Before, some initialization are needed.

In [17]:
n,p = x_train.shape
batch_size = 128

n1 = 300;
sig = 0.05
W1 = sig*np.random.randn(n1,p+1)
W2 = sig*np.random.randn(10,n1+1)

lambd = 0.01;

n_epoch = 50
nb_ite_max = int(np.round(n_epoch*n/batch_size));
print(nb_ite_max)

stepsize = 0.1/batch_size;

23438


Compute the initial error rate

In [18]:
nt,p = x_test.shape

a1 = W1@np.r_[x_test.T, np.ones((1,nt))]
h1 = MyReLU.forward(a1)
y = W2@np.r_[h1, np.ones((1,nt))]

winner = y.max(0).reshape((nt,1))
yp = (y == np.outer(np.ones((10,1)),winner)).astype(int)
print(100*np.sum(np.abs(yp - Y_test.T))/nt/2)

88.54


It takes about two minutes

In [19]:
t0=time.time()
for i in range(nb_ite_max):
#                                                                  RANDOMLY PICKING THE MINIBACH    
    ind = np.random.choice(np.arange(n),batch_size, replace=False)
#                                                                  PROPAGATION
    x  = x_train[ind,]
    a1 = W1@np.r_[x.T, np.ones((1,batch_size))]
    h1 = MyReLU.forward(a1)
    y  = W2@np.r_[h1, np.ones((1,batch_size))]
#                                                                  COST    
    err, exps = MyCrossEntropy.Cost(y,Y_train[ind,].T)
    errT = np.sum(err)
#                                                                  BACK PROPAGATION    
    dJ_da2 = exps - Y_train[ind,].T
    gradW2 = dJ_da2@np.r_[h1, np.ones((1,batch_size))].T + lambd*W2
    dJ_da1 = W2[:,0:n1].T@dJ_da2 * MyReLU.backward(a1)
    gradW1 = dJ_da1@np.r_[x.T, np.ones((1,batch_size))].T + lambd*W1
#                                                                  GRADIENT UPDATE
    W1 = W1 - stepsize*gradW1
    W2 = W2 - stepsize*gradW2

 #   print(errT)
print('total computing time: '+str(time.time()-t0))

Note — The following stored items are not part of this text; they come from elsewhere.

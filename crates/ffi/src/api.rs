use std::ffi::{c_char, c_void};

use mc_audio::AudioDecoder;
use mc_common::{AudioConfig, LogConfig, VideoConfig};
use mc_decoder::{ConvertedFrame, DecodeFailure, DecodeSession};

use crate::ffi::{self, OnFrame};
use crate::host::CallbackLock;
use crate::{Error, McHostLock};

/// A converted frame lent to the host.
///
/// `data` holds `len == stride * height` bytes of packed RGB or BGR and is
/// only valid for the duration of the callback.
#[repr(C)]
pub struct McFrame {
    pub data: *const u8,
    pub len: usize,
    pub width: u32,
    pub height: u32,
    pub stride: usize,
}

/// Opaque video decode session.
pub struct McVideo {
    session: DecodeSession,
}

/// Opaque audio decoder.
pub struct McAudio {
    decoder: AudioDecoder,
}

/// Install the log subscriber.
///
/// The level is a string: "error", "warn", "info", "debug", "trace".
/// Null or empty selects "info". Calling more than once is harmless.
///
/// Returns a zero on success, or a negative code on failure.
///
/// # Safety
/// - The caller must ensure that level is null or a valid null-terminated C string.
#[no_mangle]
pub unsafe extern "C" fn mc_log_level(level: *const c_char) -> i32 {
    ffi::return_code(move || {
        match ffi::parse_str(level)? {
            "" => LogConfig::default(),
            level => LogConfig::from_name(level),
        }
        .init();

        Ok(())
    })
}

/// Open an H.264 decode session.
///
/// `output_format` is "RGB" or "BGR"; anything else, including null, selects BGR.
/// When `suppress_native_logs` is false FFmpeg logs at info level.
///
/// Returns a zero on success and writes the handle to `out`, or a negative
/// code on failure. Release the handle with [mc_video_close].
///
/// # Safety
/// - The caller must ensure that output_format is null or a valid null-terminated C string.
/// - The caller must ensure that out is a valid pointer.
#[no_mangle]
pub unsafe extern "C" fn mc_video_open(
    output_format: *const c_char,
    suppress_native_logs: bool,
    out: *mut *mut McVideo,
) -> i32 {
    ffi::return_code(move || {
        let out = out.as_mut().ok_or(Error::InvalidPointer)?;
        let config = VideoConfig::new(ffi::parse_str(output_format)?, suppress_native_logs);
        let session = DecodeSession::new(&config)?;
        *out = Box::into_raw(Box::new(McVideo { session }));
        Ok(())
    })
}

/// Decode the next chunk of an annex-B stream.
///
/// Each completed frame is passed to `on_frame` in stream order, with the
/// host lock held. If `lock` is non-null it is released around native work.
///
/// Returns the number of frames delivered, or a negative code if the chunk
/// hit an unrecoverable unit. Frames decoded before that unit are still
/// delivered.
///
/// # Safety
/// - The caller must ensure that video is a live handle from [mc_video_open].
/// - The caller must ensure that data is valid for size bytes.
/// - The caller must ensure that lock is null or a valid [McHostLock] held by this thread.
/// - The caller must ensure that on_frame is a valid function pointer, or null.
#[no_mangle]
pub unsafe extern "C" fn mc_video_decode(
    video: *mut McVideo,
    data: *const u8,
    size: usize,
    lock: *const McHostLock,
    on_frame: Option<unsafe extern "C" fn(user_data: *mut c_void, frame: *const McFrame)>,
    user_data: *mut c_void,
) -> i32 {
    ffi::return_code(move || {
        let video = ffi::parse_handle(video)?;
        let data = ffi::parse_slice(data, size)?;
        let host = CallbackLock::from_raw(lock)?;
        let mut on_frame = OnFrame::new(user_data, on_frame);

        let result = match host {
            Some(mut host) => video.session.decode_with(data, &mut host),
            None => video.session.decode(data),
        };

        deliver(result, &mut on_frame)
    })
}

/// Release frames still in flight at end of stream.
///
/// Returns the number of frames delivered, or a negative code on failure.
///
/// # Safety
/// Same requirements as [mc_video_decode].
#[no_mangle]
pub unsafe extern "C" fn mc_video_flush(
    video: *mut McVideo,
    lock: *const McHostLock,
    on_frame: Option<unsafe extern "C" fn(user_data: *mut c_void, frame: *const McFrame)>,
    user_data: *mut c_void,
) -> i32 {
    ffi::return_code(move || {
        let video = ffi::parse_handle(video)?;
        let host = CallbackLock::from_raw(lock)?;
        let mut on_frame = OnFrame::new(user_data, on_frame);

        let frames = match host {
            Some(mut host) => video.session.flush_with(&mut host),
            None => video.session.flush(),
        };

        Ok(on_frame.deliver(&frames))
    })
}

/// Close a video session and free its native resources.
///
/// Returns a zero on success, or a negative code on failure.
///
/// # Safety
/// - The caller must ensure that video came from [mc_video_open] and is not used afterwards.
#[no_mangle]
pub unsafe extern "C" fn mc_video_close(video: *mut McVideo) -> i32 {
    ffi::return_code(move || {
        if video.is_null() {
            return Err(Error::InvalidPointer);
        }
        drop(Box::from_raw(video));
        Ok(())
    })
}

/// Open an Opus decoder.
///
/// Returns a zero on success and writes the handle to `out`, or a negative
/// code if the parameters are rejected. Release the handle with [mc_audio_close].
///
/// # Safety
/// - The caller must ensure that out is a valid pointer.
#[no_mangle]
pub unsafe extern "C" fn mc_audio_open(
    frame_size: u32,
    sample_rate: u32,
    channels: u32,
    out: *mut *mut McAudio,
) -> i32 {
    ffi::return_code(move || {
        let out = out.as_mut().ok_or(Error::InvalidPointer)?;
        let decoder = AudioDecoder::new(AudioConfig::new(frame_size, sample_rate, channels))?;
        *out = Box::into_raw(Box::new(McAudio { decoder }));
        Ok(())
    })
}

/// Buffer size in bytes that always fits one decoded packet.
///
/// # Safety
/// - The caller must ensure that audio is a live handle from [mc_audio_open].
#[no_mangle]
pub unsafe extern "C" fn mc_audio_max_output_size(audio: *mut McAudio) -> i32 {
    ffi::return_code(move || {
        let audio = ffi::parse_handle(audio)?;
        Ok(audio.decoder.max_output_bytes())
    })
}

/// Decode one packet into `dst` as 16-bit little-endian PCM.
///
/// Returns the number of bytes written. Zero means the packet produced no
/// samples, which is not an error. Negative codes report bad arguments.
///
/// # Safety
/// - The caller must ensure that audio is a live handle from [mc_audio_open].
/// - The caller must ensure that data is valid for size bytes.
/// - The caller must ensure that dst is valid for writes of capacity bytes.
/// - The caller must ensure that lock is null or a valid [McHostLock] held by this thread.
#[no_mangle]
pub unsafe extern "C" fn mc_audio_decode(
    audio: *mut McAudio,
    data: *const u8,
    size: usize,
    lock: *const McHostLock,
    dst: *mut u8,
    capacity: usize,
) -> i32 {
    ffi::return_code(move || {
        let audio = ffi::parse_handle(audio)?;
        let data = ffi::parse_slice(data, size)?;
        let dst = ffi::parse_slice_mut(dst, capacity)?;
        let host = CallbackLock::from_raw(lock)?;

        let pcm = match host {
            Some(mut host) => audio.decoder.decode_with(data, &mut host),
            None => audio.decoder.decode(data),
        };

        let out = dst.get_mut(..pcm.len()).ok_or(Error::BufferTooSmall {
            needed: pcm.len(),
            capacity,
        })?;
        out.copy_from_slice(&pcm);
        Ok(pcm.len())
    })
}

/// Close an audio decoder.
///
/// Returns a zero on success, or a negative code on failure.
///
/// # Safety
/// - The caller must ensure that audio came from [mc_audio_open] and is not used afterwards.
#[no_mangle]
pub unsafe extern "C" fn mc_audio_close(audio: *mut McAudio) -> i32 {
    ffi::return_code(move || {
        if audio.is_null() {
            return Err(Error::InvalidPointer);
        }
        drop(Box::from_raw(audio));
        Ok(())
    })
}

fn deliver(
    result: Result<Vec<ConvertedFrame>, DecodeFailure>,
    on_frame: &mut OnFrame,
) -> Result<usize, Error> {
    match result {
        Ok(frames) => Ok(on_frame.deliver(&frames)),
        Err(DecodeFailure { frames, error }) => {
            on_frame.deliver(&frames);
            tracing::debug!(%error, delivered = frames.len(), "Video chunk failed");
            Err(error.into())
        }
    }
}

#[cfg(test)]
mod tests {
    use super::*;
    use std::ptr;

    unsafe extern "C" fn count_frame(user_data: *mut c_void, frame: *const McFrame) {
        let count = unsafe { &mut *(user_data as *mut usize) };
        let frame = unsafe { &*frame };
        assert_eq!(frame.len, frame.stride * frame.height as usize);
        *count += 1;
    }

    unsafe extern "C" fn toggle(user_data: *mut c_void) {
        let calls = unsafe { &mut *(user_data as *mut u32) };
        *calls += 1;
    }

    #[test]
    fn video_session_lifecycle() {
        unsafe {
            let mut video = ptr::null_mut();
            assert_eq!(mc_video_open(c"RGB".as_ptr(), true, &mut video), 0);
            assert!(!video.is_null());

            let mut frames = 0usize;
            let noise = [0x12u8, 0x34, 0x56];
            let delivered = mc_video_decode(
                video,
                noise.as_ptr(),
                noise.len(),
                ptr::null(),
                Some(count_frame),
                &mut frames as *mut usize as *mut c_void,
            );
            assert_eq!(delivered, 0);

            let flushed = mc_video_flush(
                video,
                ptr::null(),
                Some(count_frame),
                &mut frames as *mut usize as *mut c_void,
            );
            assert_eq!(flushed, 0);
            assert_eq!(frames, 0);

            assert_eq!(mc_video_close(video), 0);
        }
    }

    #[test]
    fn video_decode_releases_host_lock() {
        unsafe {
            let mut video = ptr::null_mut();
            assert_eq!(mc_video_open(ptr::null(), true, &mut video), 0);

            let mut calls = 0u32;
            let lock = McHostLock {
                user_data: &mut calls as *mut u32 as *mut c_void,
                release: Some(toggle),
                acquire: Some(toggle),
            };
            let chunk = [0xabu8; 16];
            let code = mc_video_decode(video, chunk.as_ptr(), chunk.len(), &lock, None, ptr::null_mut());
            assert_eq!(code, 0);
            // Every release is paired with an acquire.
            assert!(calls > 0);
            assert_eq!(calls % 2, 0);

            assert_eq!(mc_video_close(video), 0);
        }
    }

    #[test]
    fn null_handles_are_rejected() {
        unsafe {
            let code = mc_video_decode(ptr::null_mut(), ptr::null(), 0, ptr::null(), None, ptr::null_mut());
            assert_eq!(code, Error::InvalidPointer.code());
            assert_eq!(mc_video_close(ptr::null_mut()), Error::InvalidPointer.code());
            assert_eq!(mc_audio_close(ptr::null_mut()), Error::InvalidPointer.code());
            assert_eq!(
                mc_video_open(ptr::null(), true, ptr::null_mut()),
                Error::InvalidPointer.code()
            );
        }
    }

    #[test]
    fn audio_open_rejects_bad_parameters() {
        unsafe {
            let mut audio = ptr::null_mut();
            let code = mc_audio_open(960, 48_000, 0, &mut audio);
            assert_eq!(code, Error::from(mc_common::CodecError::InvalidConfig(String::new())).code());
            assert!(audio.is_null());

            let code = mc_audio_open(960, 44_100, 1, &mut audio);
            assert_eq!(code, Error::from(mc_common::CodecError::init("AudioDecoder", "")).code());
        }
    }

    #[test]
    fn audio_bad_packet_writes_nothing() {
        unsafe {
            let mut audio = ptr::null_mut();
            assert_eq!(mc_audio_open(960, 48_000, 2, &mut audio), 0);
            assert_eq!(mc_audio_max_output_size(audio), 3840);

            let mut dst = vec![0u8; 3840];
            let packet = [0x03u8, 0x00];
            let written = mc_audio_decode(
                audio,
                packet.as_ptr(),
                packet.len(),
                ptr::null(),
                dst.as_mut_ptr(),
                dst.len(),
            );
            assert_eq!(written, 0);

            assert_eq!(mc_audio_close(audio), 0);
        }
    }

    #[test]
    fn incomplete_host_lock_is_rejected() {
        unsafe {
            let mut audio = ptr::null_mut();
            assert_eq!(mc_audio_open(960, 48_000, 1, &mut audio), 0);

            let lock = McHostLock {
                user_data: ptr::null_mut(),
                release: None,
                acquire: Some(toggle),
            };
            let packet = [0x03u8, 0x00];
            let code = mc_audio_decode(audio, packet.as_ptr(), 2, &lock, ptr::null_mut(), 0);
            assert_eq!(code, Error::InvalidHostLock.code());

            assert_eq!(mc_audio_close(audio), 0);
        }
    }
}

total computing time: 112.7305588722229


Compute the final error rate

In [20]:
a1 = W1@np.r_[x_test.T, np.ones((1,nt))]
h1 = MyReLU.forward(a1)
y = W2@np.r_[h1, np.ones((1,nt))]

winner = y.max(0).reshape((nt,1))
yp = (y == np.outer(np.ones((10,1)),winner)).astype(int)
err_rate = 100*np.sum(np.abs(yp - Y_test.T))/nt/2
print('Test error rate:  %4.2f %%'% err_rate)

Test error rate:  2.01 %


## Conclusion
Of course, it is far from being finished, a many imporvement are waiting to be coded. 
Still, we hope that these few lines give an good idea of the nature of deep learning.